I do like being rather self-sufficient, and I really like helping other women when I can. So many things that have been in the purview of men are really not so hard to de-mystify.
I’ve seen women do farm work in 90 degree weather so hard most men would quit. I’ve seen women unload trucks at UPS at Christmas time when thanks to the trucks being unloaded so fast and being replaced with new trucks well it was so cold your snot froze and men quit.
Yes more men than women make it but the idea that Privilege is based on strength would then exclude all the men who quit.
As far as intelligence goes Privilege is not based on that either. It seems to be based on race, gender and most of all money.
But the excuses for denying equal rights and granting Privilege seem to be based on strength and intelligence.
Oh wow, this was actually one of the most fascinating themes of our trip. As two supersecular NYC girls, we really got schooled on the complicated relaish that religion plays in feminism. The most interesting anecdote came from a future nun, who thought nuns were the ultimate feminists. She thought they were rejecting material culture, superficial problems, all the traps of modern femininity, in order to make the world better. I don’t mean this in a snarky way, but if you’re raised religious and it means a lot to you, you can raitionalize it many different ways to fit with your feminism. Religion is a very personal thing.
Nona and Cassie,
If you get a chance you should read US Chamber: Equal Pay “a Fetish for Money,” Women Should “Choose the Right Partner at Home”. As you know we are still fighting powerful mysogyny. They know no shame.
Ah — been there. I was raised by a single mom, which probably influenced the way I looked at the world. Women worked. Women relied on themselves.

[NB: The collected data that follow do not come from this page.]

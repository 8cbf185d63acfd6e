//! Convenience helpers shared across command handlers.

use std::fs;
use std::io::{self, Read};
use std::path::{Path, PathBuf};

use anyhow::{Context, Result};
use barcode_bits::EncodeOptions;
use tracing::debug;

use crate::cli::common::OptionArgs;

/// Resolve input for commands that accept either an inline string or a file.
///
/// File and stdin input lose one trailing line ending; inline text is used verbatim.
pub fn read_text_arg(text: Option<String>, from: Option<PathBuf>) -> Result<String> {
    if let Some(t) = text {
        return Ok(t);
    }
    let content = match from {
        Some(path) if path.as_os_str() != "-" => fs::read_to_string(&path)
            .with_context(|| format!("failed to read {}", path.display()))?,
        _ => read_stdin()?,
    };
    Ok(strip_line_ending(&content).to_string())
}

/// Read the entire stdin stream into memory.
pub fn read_stdin() -> Result<String> {
    let mut buffer = String::new();
    io::stdin()
        .read_to_string(&mut buffer)
        .context("failed to read from stdin")?;
    Ok(buffer)
}

fn strip_line_ending(text: &str) -> &str {
    text.strip_suffix("\r\n")
        .or_else(|| text.strip_suffix('\n'))
        .unwrap_or(text)
}

/// Load an options file (JSON, same field names as [`EncodeOptions`]).
pub fn load_options(path: &Path) -> Result<EncodeOptions> {
    let raw = fs::read_to_string(path)
        .with_context(|| format!("failed to read options {}", path.display()))?;
    serde_json::from_str(&raw)
        .with_context(|| format!("failed to parse options {}", path.display()))
}

/// Command-line flags layered over the optional options file.
pub fn resolve_options(args: &OptionArgs) -> Result<EncodeOptions> {
    let flags = args.flags();
    let Some(path) = &args.options else {
        return Ok(flags);
    };
    let file = load_options(path)?;
    debug!(?file, ?flags, "merging options file under command-line flags");
    Ok(flags.or(file))
}

/// Terminal preview of a module pattern: a full block per bar, a space per gap.
pub fn render_blocks(bits: &str) -> String {
    bits.chars()
        .map(|module| if module == '1' { '█' } else { ' ' })
        .collect()
}

#[cfg(test)]
mod tests {
    use super::*;
    use pretty_assertions::assert_eq;

    #[test]
    fn strips_one_line_ending() {
        assert_eq!(strip_line_ending("123\n"), "123");
        assert_eq!(strip_line_ending("123\r\n"), "123");
        assert_eq!(strip_line_ending("123\n\n"), "123\n");
        assert_eq!(strip_line_ending("123"), "123");
    }

    #[test]
    fn blocks_follow_modules() {
        assert_eq!(render_blocks("1101"), "██ █");
    }
}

My mom went out of her way to raise me to be independent and strong. Bless her for it.
There were a handful of single moms that we interviewed, and they all connected their views on gender with their motherhood in such a fierce way. Single motherhood–particularly the kind you’re describing–draws attention to how restrictive gender roles and expectations affect men AND women adversely…how women are so much more likely to become the sole caretaker, whereas men aren’t raised to make that a priority.
I’ve been raised by a whole bunch of people, including a single brother, but I don’t think I have ever seen a single dad except on TV.

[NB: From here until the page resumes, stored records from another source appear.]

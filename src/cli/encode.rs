//! Encoding (`barcode encode ...`).

use std::path::PathBuf;

use anyhow::{Result, bail};
use barcode_bits::{EncodedResult, Symbology, encode_result};
use clap::Args;

use crate::cli::common::{OptionArgs, RenderArg, parse_symbology};
use crate::cli::utils::{read_text_arg, render_blocks, resolve_options};

/// Arguments for `barcode encode`.
#[derive(Args, Debug)]
pub struct EncodeArgs {
    /// Symbology identifier (see `barcode list`).
    #[arg(value_parser = parse_symbology)]
    pub symbology: Symbology,
    /// Input data (falls back to stdin if omitted).
    #[arg(long)]
    pub text: Option<String>,
    /// Read input from file (`-` for stdin).
    #[arg(long = "from")]
    pub from: Option<PathBuf>,
    #[command(flatten)]
    pub options: OptionArgs,
    /// Print the full result record as JSON.
    #[arg(long)]
    pub json: bool,
    /// Output form for the pattern.
    #[arg(long, value_enum, default_value_t = RenderArg::Bits)]
    pub render: RenderArg,
}

/// Execute an encode command.
pub fn handle(args: EncodeArgs) -> Result<()> {
    let text = read_text_arg(args.text.clone(), args.from.clone())?;
    let options = resolve_options(&args.options)?;
    let result = encode_result(args.symbology, &text, &options);

    if args.json {
        println!("{}", serde_json::to_string_pretty(&result)?);
    } else if result.is_ok() {
        match args.render {
            RenderArg::Bits => println!("{}", result.bits),
            RenderArg::Blocks => {
                let row = render_blocks(&result.bits);
                for _ in 0..4 {
                    println!("{row}");
                }
                println!("{}", result.canonical_data.as_deref().unwrap_or_default());
            }
        }
    }
    fail_on_errors(&result)
}

/// Turn a failed record into the process error (and non-zero exit status).
pub fn fail_on_errors(result: &EncodedResult) -> Result<()> {
    if result.is_ok() {
        return Ok(());
    }
    let messages: Vec<String> = result.errors.iter().map(|e| e.text()).collect();
    bail!("{}", messages.join("; "))
}
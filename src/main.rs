use anyhow::Result;
use clap::Parser;
use tracing_subscriber::EnvFilter;

mod cli;

fn main() -> Result<()> {
    let cli = cli::Cli::parse();

    let default_filter = if cli.verbose {
        "barcode_bits=debug,barcode=debug"
    } else {
        "barcode_bits=warn"
    };
    tracing_subscriber::fmt()
        .with_env_filter(
            EnvFilter::try_from_default_env().unwrap_or_else(|_| default_filter.into()),
        )
        .with_writer(std::io::stderr)
        .init();

    cli::run(cli)
}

I am not Catholic, but those women did often break many rules and claimed authority…and without the complicating demands of family. Interesting comment.
Yeah, women in nontraditional jobs REALLY catch a lotta shit. There’s a great documentary about a woman firefighter Brenda Berkman who went through hell. Highly rec’d/
I knew one who used to live here in Savannah before he went back home to Colorado to get help from his extended family… Couldn’t figure out how to hack it on his own, I guess.
And you know, being a “bride of Christ” does not involve cleaning up at the toilet and a few other things. . .
Precisely…that interview was really fascinating. It really brought up questions of organized religion vs. personal religion, and how one reconciles that with progressive views on women.
Nona, Where do you find some of the most interesting writing on these issues? Magazines, web, etc
Absolutely…can be very freeing to break new ground, create one’s own sphere….The next struggle will involve nuns as priest; certainly already in the conversation.
Do people call you a woman reverend or a reverend? As long as people say “a female doctor” or “a woman judge” we still have a long way to go.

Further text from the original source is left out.